Young people aged 16 to 34, Black, Asian and ethnic minorities were under-represented in City of Culture audiences in Hull in 2017, a report reveals.
Researchers at the University of Hull said it was “essential” to identify what culture actually means to different groups.
Engaging 16 to 34-year-olds proved “unexpectedly hard”, with one consultee reporting that despite efforts to engage with students and young people, for some events “the audience just didn’t arrive”.
The long-awaited evaluation report by the University's Culture, Place and Policy says future Cities of Culture - Coventry is next in 2021 - should develop specific plans for this demographic.
Attendance was “notably higher” from people in their 50s and 60s.
The report says the cultural programme “did not link enough” with the city’s ethnic and cultural diversity and the Kurdish community was neglected.
The city still only has around half the number of “highly engaged” followers of the arts as the national average, according to arts organisation Cultural Collisions.
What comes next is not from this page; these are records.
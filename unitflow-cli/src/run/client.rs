//! Builds the engine for a [`RunConfig`]: completion client, credentials, model and mode.

use std::sync::Arc;

use unitflow::{CompletionClient, Engine};

use crate::config::RunConfig;

#[cfg(feature = "openai")]
fn completion_client(config: &RunConfig) -> Arc<dyn CompletionClient> {
    use unitflow::{ChatCompletion, Endpoint};

    Arc::new(
        ChatCompletion::new()
            .with_standard(Endpoint::new(&config.api_base, &config.model))
            .with_reasoner(Endpoint::new(
                &config.reasoner_api_base,
                &config.reasoner_model,
            ))
            .with_temperature(config.temperature),
    )
}

#[cfg(not(feature = "openai"))]
fn completion_client(_config: &RunConfig) -> Arc<dyn CompletionClient> {
    Arc::new(unitflow::MockCompletion::failing(
        unitflow::RemoteCallError::new("unitflow-cli was built without the openai feature"),
    ))
}

/// Engine configured from `config`. No credentials are attached when no api key is set,
/// so graphs with ai units are refused before any node runs.
pub fn build_engine(config: &RunConfig) -> Engine {
    let engine = Engine::new(completion_client(config))
        .with_mode(config.mode)
        .with_model(config.model_selector());
    match config.credentials() {
        Some(credentials) => engine.with_credentials(credentials),
        None => engine,
    }
}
Professor Glenn Burgess, Strategic Lead for the University’s City of Culture Partnership, said it would be important for future Cities of Culture to think about how to get through to “hard to reach” groups.
He said: “It’s about what counts as culture and what appeals to particular groups.”
Parts of the 2017 programme which mixed culture with heritage were “excellent” but perhaps more could have been done to mix arts and sports – after all a key part of the city’s cultural heritage.
Radio One’s Big Weekend at Burton Constable Hall was a big hit with younger people, but was “not necessarily a cultural event that the Arts Council would regard as an orthodox element of the City of Culture programme,” said Prof Burgess.
In terms of national perceptions, researchers did not have the resources to commission a follow-up to a UK-wide study which showed that despite the City of Culture year, just 51 per cent of non-visitors thought Hull an appealing place to visit.
However, the media narrative has changed and the negative image which has dogged the city in recent years has now “virtually disappeared”.
Prof Burgess said: “More positive stories have driven out the more negative ones by and large.”
Was it value for money?
Whether the £32.8m City of Culture project was value for money “remains difficult to answer in full,” the report says, as the truth will be revealed as the years go by.
Professor Franco Bianchini, the director of the University’s Culture, Place and Policy Institute, said tourism had been “largely sustained, the cultural sector is better networked and more ambitious”, and there is evidence that “many of the positive impacts of Hull 2017 are continuing to shape the city”.
Some £676m public and private investment which came into the city from 2013 to this year “can be at least be partially attributed to City of Culture”.
Visitor numbers were up one per cent to 6.25m last year, avoiding a post-2017 cliff-edge. In 1991, Glasgow saw a 28 per cent drop after its year as European Capital of Culture.
And three times as many city arts organisations now get national funding – 21 now receive just under £1m per year, compared to just six which shared £228,000 in 2016.
The Citywide Residents’ Survey also showed a rise of six per cent in numbers from Hull and the East Riding attending arts events, festivals and performances last year.
Prof Bianchini said: “There’s still some way to go but the city is definitely on the right track in terms of cultural tourism and improving tourism numbers.
“(The city council led) Yorkshire’s Maritime City is another milestone in the cultural tourism strategy.”
However, in terms of developing the cultural sector, he said “perhaps the levels of resources are not enough”.
The report said a strong cultural infrastructure – including marketing, public relations, fundraising and audience development – was crucial for cities to make the most of the potentially positive long-term effects of a major cultural event – as shown by Liverpool after the European City of Culture 2008.